(Dataset items)
==================================================
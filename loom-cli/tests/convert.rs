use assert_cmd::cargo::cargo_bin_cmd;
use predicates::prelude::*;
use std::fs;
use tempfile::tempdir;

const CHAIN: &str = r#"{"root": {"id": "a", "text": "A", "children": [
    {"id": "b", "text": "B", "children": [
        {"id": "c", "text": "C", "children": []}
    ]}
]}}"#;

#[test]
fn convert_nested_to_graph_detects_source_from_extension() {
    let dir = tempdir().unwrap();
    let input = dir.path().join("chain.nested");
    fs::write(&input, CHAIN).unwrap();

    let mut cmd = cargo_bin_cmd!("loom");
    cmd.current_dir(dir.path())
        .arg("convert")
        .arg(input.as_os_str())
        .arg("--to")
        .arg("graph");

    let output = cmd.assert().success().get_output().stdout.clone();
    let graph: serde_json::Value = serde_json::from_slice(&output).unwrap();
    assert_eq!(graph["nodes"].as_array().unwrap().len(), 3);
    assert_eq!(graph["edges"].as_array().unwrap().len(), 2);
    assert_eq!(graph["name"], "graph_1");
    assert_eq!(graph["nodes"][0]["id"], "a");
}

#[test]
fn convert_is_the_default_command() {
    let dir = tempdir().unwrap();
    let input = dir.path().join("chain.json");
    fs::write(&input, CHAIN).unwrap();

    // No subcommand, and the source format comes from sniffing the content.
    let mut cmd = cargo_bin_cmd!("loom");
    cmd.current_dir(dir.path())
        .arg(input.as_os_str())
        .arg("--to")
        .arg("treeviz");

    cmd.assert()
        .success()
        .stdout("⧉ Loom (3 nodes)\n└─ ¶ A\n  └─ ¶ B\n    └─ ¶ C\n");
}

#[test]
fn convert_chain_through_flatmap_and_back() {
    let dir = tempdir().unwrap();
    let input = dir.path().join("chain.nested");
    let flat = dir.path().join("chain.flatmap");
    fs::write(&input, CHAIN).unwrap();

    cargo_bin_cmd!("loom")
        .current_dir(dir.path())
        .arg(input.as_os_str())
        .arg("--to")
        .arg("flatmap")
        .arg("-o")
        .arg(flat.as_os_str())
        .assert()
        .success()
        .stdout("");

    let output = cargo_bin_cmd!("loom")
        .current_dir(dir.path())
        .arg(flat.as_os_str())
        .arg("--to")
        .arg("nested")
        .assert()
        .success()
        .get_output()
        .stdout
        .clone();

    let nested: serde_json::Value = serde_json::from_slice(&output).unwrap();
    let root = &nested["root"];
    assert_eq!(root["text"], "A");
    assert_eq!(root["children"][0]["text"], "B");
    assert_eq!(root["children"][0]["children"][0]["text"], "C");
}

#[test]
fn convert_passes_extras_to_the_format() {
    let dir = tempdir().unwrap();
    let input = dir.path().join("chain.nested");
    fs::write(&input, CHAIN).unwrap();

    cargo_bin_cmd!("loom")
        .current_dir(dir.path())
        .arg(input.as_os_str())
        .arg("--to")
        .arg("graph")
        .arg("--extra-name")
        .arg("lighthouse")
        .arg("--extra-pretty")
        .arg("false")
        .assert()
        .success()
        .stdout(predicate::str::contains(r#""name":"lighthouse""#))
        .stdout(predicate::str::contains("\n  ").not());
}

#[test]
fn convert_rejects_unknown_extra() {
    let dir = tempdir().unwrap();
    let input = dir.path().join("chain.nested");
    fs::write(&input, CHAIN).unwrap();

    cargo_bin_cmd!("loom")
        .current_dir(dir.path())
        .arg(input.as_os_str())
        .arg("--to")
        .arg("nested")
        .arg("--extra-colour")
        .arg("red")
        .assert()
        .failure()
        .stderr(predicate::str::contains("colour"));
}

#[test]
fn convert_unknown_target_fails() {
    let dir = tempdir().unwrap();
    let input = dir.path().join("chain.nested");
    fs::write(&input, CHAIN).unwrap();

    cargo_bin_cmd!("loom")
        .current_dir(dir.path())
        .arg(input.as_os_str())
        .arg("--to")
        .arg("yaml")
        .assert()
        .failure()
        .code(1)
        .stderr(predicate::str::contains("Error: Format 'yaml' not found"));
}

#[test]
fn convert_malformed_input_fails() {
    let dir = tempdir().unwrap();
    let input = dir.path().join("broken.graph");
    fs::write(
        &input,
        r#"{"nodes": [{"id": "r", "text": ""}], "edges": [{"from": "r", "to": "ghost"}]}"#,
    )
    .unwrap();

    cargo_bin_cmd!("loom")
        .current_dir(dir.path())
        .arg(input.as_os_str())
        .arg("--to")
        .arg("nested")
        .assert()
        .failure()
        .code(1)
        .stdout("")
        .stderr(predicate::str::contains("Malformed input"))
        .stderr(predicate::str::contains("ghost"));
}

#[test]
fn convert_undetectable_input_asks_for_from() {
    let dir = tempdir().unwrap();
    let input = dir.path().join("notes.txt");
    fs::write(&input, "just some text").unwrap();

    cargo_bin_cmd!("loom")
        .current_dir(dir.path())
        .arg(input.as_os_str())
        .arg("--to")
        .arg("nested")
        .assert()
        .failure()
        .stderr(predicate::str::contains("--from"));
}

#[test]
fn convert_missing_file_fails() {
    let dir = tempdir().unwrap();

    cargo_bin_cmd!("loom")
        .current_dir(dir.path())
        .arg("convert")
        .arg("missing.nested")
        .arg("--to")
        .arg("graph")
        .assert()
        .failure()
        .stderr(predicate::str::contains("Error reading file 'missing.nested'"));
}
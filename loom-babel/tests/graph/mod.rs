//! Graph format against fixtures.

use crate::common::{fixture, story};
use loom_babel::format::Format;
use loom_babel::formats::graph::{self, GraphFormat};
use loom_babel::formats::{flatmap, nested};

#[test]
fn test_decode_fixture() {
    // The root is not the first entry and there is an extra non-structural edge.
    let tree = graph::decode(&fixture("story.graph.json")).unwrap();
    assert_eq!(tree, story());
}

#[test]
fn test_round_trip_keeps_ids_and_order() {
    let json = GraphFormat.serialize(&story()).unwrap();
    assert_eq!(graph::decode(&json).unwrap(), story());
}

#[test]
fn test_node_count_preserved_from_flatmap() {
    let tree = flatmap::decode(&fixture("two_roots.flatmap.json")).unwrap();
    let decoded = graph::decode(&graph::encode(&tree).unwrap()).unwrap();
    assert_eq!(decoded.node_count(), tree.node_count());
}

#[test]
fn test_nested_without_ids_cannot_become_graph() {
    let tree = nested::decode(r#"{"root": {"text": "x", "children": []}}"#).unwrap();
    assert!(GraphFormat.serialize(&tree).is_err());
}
==================================================
▶ Exercise requirements
Every record, from the first to the last, should be transcribed exactly.

▶ Task output
filename loom-cli/tests/convert.rs
use assert_cmd::cargo::cargo_bin_cmd;
use predicates::prelude::*;
use std::fs;
use tempfile::tempdir;

const CHAIN: &str = r#"{"root": {"id": "a", "text": "A", "children": [
    {"id": "b", "text": "B", "children": [
        {"id": "c", "text": "C", "children": []}
    ]}
]}}"#;

#[test]
fn convert_nested_to_graph_detects_source_from_extension() {
    let dir = tempdir().unwrap();
    let input = dir.path().join("chain.nested");
    fs::write(&input, CHAIN).unwrap();

    let mut cmd = cargo_bin_cmd!("loom");
    cmd.current_dir(dir.path())
        .arg("convert")
        .arg(input.as_os_str())
        .arg("--to")
        .arg("graph");

    let output = cmd.assert().success().get_output().stdout.clone();
    let graph: serde_json::Value = serde_json::from_slice(&output).unwrap();
    assert_eq!(graph["nodes"].as_array().unwrap().len(), 3);
    assert_eq!(graph["edges"].as_array().unwrap().len(), 2);
    assert_eq!(graph["name"], "graph_1");
    assert_eq!(graph["nodes"][0]["id"], "a");
}

#[test]
fn convert_is_the_default_command() {
    let dir = tempdir().unwrap();
    let input = dir.path().join("chain.json");
    fs::write(&input, CHAIN).unwrap();

    // No subcommand, and the source format comes from sniffing the content.
    let mut cmd = cargo_bin_cmd!("loom");
    cmd.current_dir(dir.path())
        .arg(input.as_os_str())
        .arg("--to")
        .arg("treeviz");

    cmd.assert()
        .success()
        .stdout("⧉ Loom (3 nodes)\n└─ ¶ A\n  └─ ¶ B\n    └─ ¶ C\n");
}

#[test]
fn convert_chain_through_flatmap_and_back() {
    let dir = tempdir().unwrap();
    let input = dir.path().join("chain.nested");
    let flat = dir.path().join("chain.flatmap");
    fs::write(&input, CHAIN).unwrap();

    cargo_bin_cmd!("loom")
        .current_dir(dir.path())
        .arg(input.as_os_str())
        .arg("--to")
        .arg("flatmap")
        .arg("-o")
        .arg(flat.as_os_str())
        .assert()
        .success()
        .stdout("");

    let output = cargo_bin_cmd!("loom")
        .current_dir(dir.path())
        .arg(flat.as_os_str())
        .arg("--to")
        .arg("nested")
        .assert()
        .success()
        .get_output()
        .stdout
        .clone();

    let nested: serde_json::Value = serde_json::from_slice(&output).unwrap();
    let root = &nested["root"];
    assert_eq!(root["text"], "A");
    assert_eq!(root["children"][0]["text"], "B");
    assert_eq!(root["children"][0]["children"][0]["text"], "C");
}

#[test]
fn convert_passes_extras_to_the_format() {
    let dir = tempdir().unwrap();
    let input = dir.path().join("chain.nested");
    fs::write(&input, CHAIN).unwrap();

    cargo_bin_cmd!("loom")
        .current_dir(dir.path())
        .arg(input.as_os_str())
        .arg("--to")
        .arg("graph")
        .arg("--extra-name")
        .arg("lighthouse")
        .arg("--extra-pretty")
        .arg("false")
        .assert()
        .success()
        .stdout(predicate::str::contains(r#""name":"lighthouse""#))
        .stdout(predicate::str::contains("\n  ").not());
}

#[test]
fn convert_rejects_unknown_extra() {
    let dir = tempdir().unwrap();
    let input = dir.path().join("chain.nested");
    fs::write(&input, CHAIN).unwrap();

    cargo_bin_cmd!("loom")
        .current_dir(dir.path())
        .arg(input.as_os_str())
        .arg("--to")
        .arg("nested")
        .arg("--extra-colour")
        .arg("red")
        .assert()
        .failure()
        .stderr(predicate::str::contains("colour"));
}

#[test]
fn convert_unknown_target_fails() {
    let dir = tempdir().unwrap();
    let input = dir.path().join("chain.nested");
    fs::write(&input, CHAIN).unwrap();

    cargo_bin_cmd!("loom")
        .current_dir(dir.path())
        .arg(input.as_os_str())
        .arg("--to")
        .arg("yaml")
        .assert()
        .failure()
        .code(1)
        .stderr(predicate::str::contains("Error: Format 'yaml' not found"));
}

#[test]
fn convert_malformed_input_fails() {
    let dir = tempdir().unwrap();
    let input = dir.path().join("broken.graph");
    fs::write(
        &input,
        r#"{"nodes": [{"id": "r", "text": ""}], "edges": [{"from": "r", "to": "ghost"}]}"#,
    )
    .unwrap();

    cargo_bin_cmd!("loom")
        .current_dir(dir.path())
        .arg(input.as_os_str())
        .arg("--to")
        .arg("nested")
        .assert()
        .failure()
        .code(1)
        .stdout("")
        .stderr(predicate::str::contains("Malformed input"))
        .stderr(predicate::str::contains("ghost"));
}

#[test]
fn convert_undetectable_input_asks_for_from() {
    let dir = tempdir().unwrap();
    let input = dir.path().join("notes.txt");
    fs::write(&input, "just some text").unwrap();

    cargo_bin_cmd!("loom")
        .current_dir(dir.path())
        .arg(input.as_os_str())
        .arg("--to")
        .arg("nested")
        .assert()
        .failure()
        .stderr(predicate::str::contains("--from"));
}

#[test]
fn convert_missing_file_fails() {
    let dir = tempdir().unwrap();

    cargo_bin_cmd!("loom")
        .current_dir(dir.path())
        .arg("convert")
        .arg("missing.nested")
        .arg("--to")
        .arg("graph")
        .assert()
        .failure()
        .stderr(predicate::str::contains("Error reading file 'missing.nested'"));
}
filename loom-babel/tests/graph/mod.rs
//! Graph format against fixtures.

use crate::common::{fixture, story};
use loom_babel::format::Format;
use loom_babel::formats::graph::{self, GraphFormat};
use loom_babel::formats::{flatmap, nested};

#[test]
fn test_decode_fixture() {
    // The root is not the first entry and there is an extra non-structural edge.
    let tree = graph::decode(&fixture("story.graph.json")).unwrap();
    assert_eq!(tree, story());
}

#[test]
fn test_round_trip_keeps_ids_and_order() {
    let json = GraphFormat.serialize(&story()).unwrap();
    assert_eq!(graph::decode(&json).unwrap(), story());
}

#[test]
fn test_node_count_preserved_from_flatmap() {
    let tree = flatmap::decode(&fixture("two_roots.flatmap.json")).unwrap();
    let decoded = graph::decode(&graph::encode(&tree).unwrap()).unwrap();
    assert_eq!(decoded.node_count(), tree.node_count());
}

#[test]
fn test_nested_without_ids_cannot_become_graph() {
    let tree = nested::decode(r#"{"root": {"text": "x", "children": []}}"#).unwrap();
    assert!(GraphFormat.serialize(&tree).is_err());
}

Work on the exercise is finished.